Macron lo credeva più conciliante rispetto ai colleghi oltranzisti, ed era convinto di poter trovare un compromesso sulla riforma: si è invece trovato di fronte a un sindacalista più inflessibile di un picchetto della Cgt, ostile a qualsiasi negoziazione che non fosse incentrata sull’abbandono dell’età pensionabile a 64 anni. La macronia è convinta che Berger sogni l’Eliseo, o quantomeno Matignon, e France Inter lo indica come il volto che potrebbe segnare il ritorno della social-democrazia nel 2027. Alcuni dicono che abbia già detto molti no, che la Nupes, la coalizione delle sinistre in Parlamento guidata da Jean-Luc Mélenchon, lo abbia avvicinato.

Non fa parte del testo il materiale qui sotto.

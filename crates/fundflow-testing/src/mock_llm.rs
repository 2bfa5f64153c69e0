//! Configurable mock LLM client.

use std::sync::atomic::{AtomicU32, Ordering};

use async_trait::async_trait;
use parking_lot::Mutex;

use fundflow::adapters::{ClassifyTags, LlmClient};
use fundflow::{Error, Result};

/// Mock LLM with canned responses and transient-failure injection.
pub struct MockLlm {
    tags: Mutex<ClassifyTags>,
    score: Mutex<f64>,
    extraction: Mutex<serde_json::Value>,
    transient_failures: AtomicU32,
    calls: AtomicU32,
}

impl MockLlm {
    /// Mock returning neutral defaults: empty tags with completeness 0.8,
    /// legitimacy 0.9, empty extraction.
    #[must_use]
    pub fn new() -> Self {
        Self {
            tags: Mutex::new(ClassifyTags {
                completeness: 0.8,
                ..ClassifyTags::default()
            }),
            score: Mutex::new(0.9),
            extraction: Mutex::new(serde_json::json!({})),
            transient_failures: AtomicU32::new(0),
            calls: AtomicU32::new(0),
        }
    }

    /// Set the classification tags returned by `classify`.
    #[must_use]
    pub fn with_tags(self, tags: ClassifyTags) -> Self {
        *self.tags.lock() = tags;
        self
    }

    /// Set the legitimacy score returned by `score`.
    #[must_use]
    pub fn with_score(self, score: f64) -> Self {
        *self.score.lock() = score;
        self
    }

    /// Set the structured value returned by `extract`.
    #[must_use]
    pub fn with_extraction(self, value: serde_json::Value) -> Self {
        *self.extraction.lock() = value;
        self
    }

    /// Make the next `n` calls fail with a transient error.
    pub fn fail_next_calls(&self, n: u32) {
        self.transient_failures.store(n, Ordering::SeqCst);
    }

    /// Total calls across all three operations.
    #[must_use]
    pub fn call_count(&self) -> u32 {
        self.calls.load(Ordering::SeqCst)
    }

    fn check_failure(&self, operation: &str) -> Result<()> {
        self.calls.fetch_add(1, Ordering::SeqCst);
        if self
            .transient_failures
            .fetch_update(Ordering::SeqCst, Ordering::SeqCst, |n| n.checked_sub(1))
            .is_ok()
        {
            return Err(Error::transient(operation, "injected failure"));
        }
        Ok(())
    }
}

impl Default for MockLlm {
    fn default() -> Self {
        Self::new()
    }
}

#[async_trait]
impl LlmClient for MockLlm {
    async fn extract(&self, _text: &str, _schema: &serde_json::Value) -> Result<serde_json::Value> {
        self.check_failure("llm.extract")?;
        Ok(self.extraction.lock().clone())
    }

    async fn classify(&self, _text: &str) -> Result<ClassifyTags> {
        self.check_failure("llm.classify")?;
        Ok(self.tags.lock().clone())
    }

    async fn score(&self, _candidate: &serde_json::Value) -> Result<f64> {
        self.check_failure("llm.score")?;
        Ok(*self.score.lock())
    }
}

#[cfg(test)]
mod tests {
    use super::*;

    #[tokio::test]
    async fn test_canned_responses() {
        let llm = MockLlm::new().with_score(0.42);
        assert_eq!(llm.score(&serde_json::json!({})).await.unwrap(), 0.42);
        let tags = llm.classify("text").await.unwrap();
        assert_eq!(tags.completeness, 0.8);
        assert_eq!(llm.call_count(), 2);
    }

    #[tokio::test]
    async fn test_failure_injection_then_recovery() {
        let llm = MockLlm::new();
        llm.fail_next_calls(1);
        assert!(llm.classify("text").await.is_err());
        assert!(llm.classify("text").await.is_ok());
    }
}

Altri sottolineano che la Francia non è il Brasile di Lula né la Polonia di Lech Walesa, due sindacalisti diventati capi dello stato. Non sono passate inosservate, in ogni caso, le sue frasi molto politiche sulla Francia in “grave crisi democratica”, frasi che hanno fatto imbufalire il presidente Macron. Quest’ultimo, mercoledì, ha parlato di “rispetto, e oserei dire amicizia” per descrivere, nonostante gli ultimi mesi, la propria relazione con Berger. Risposta del leader uscente della Cfdt: “Non è un amico”.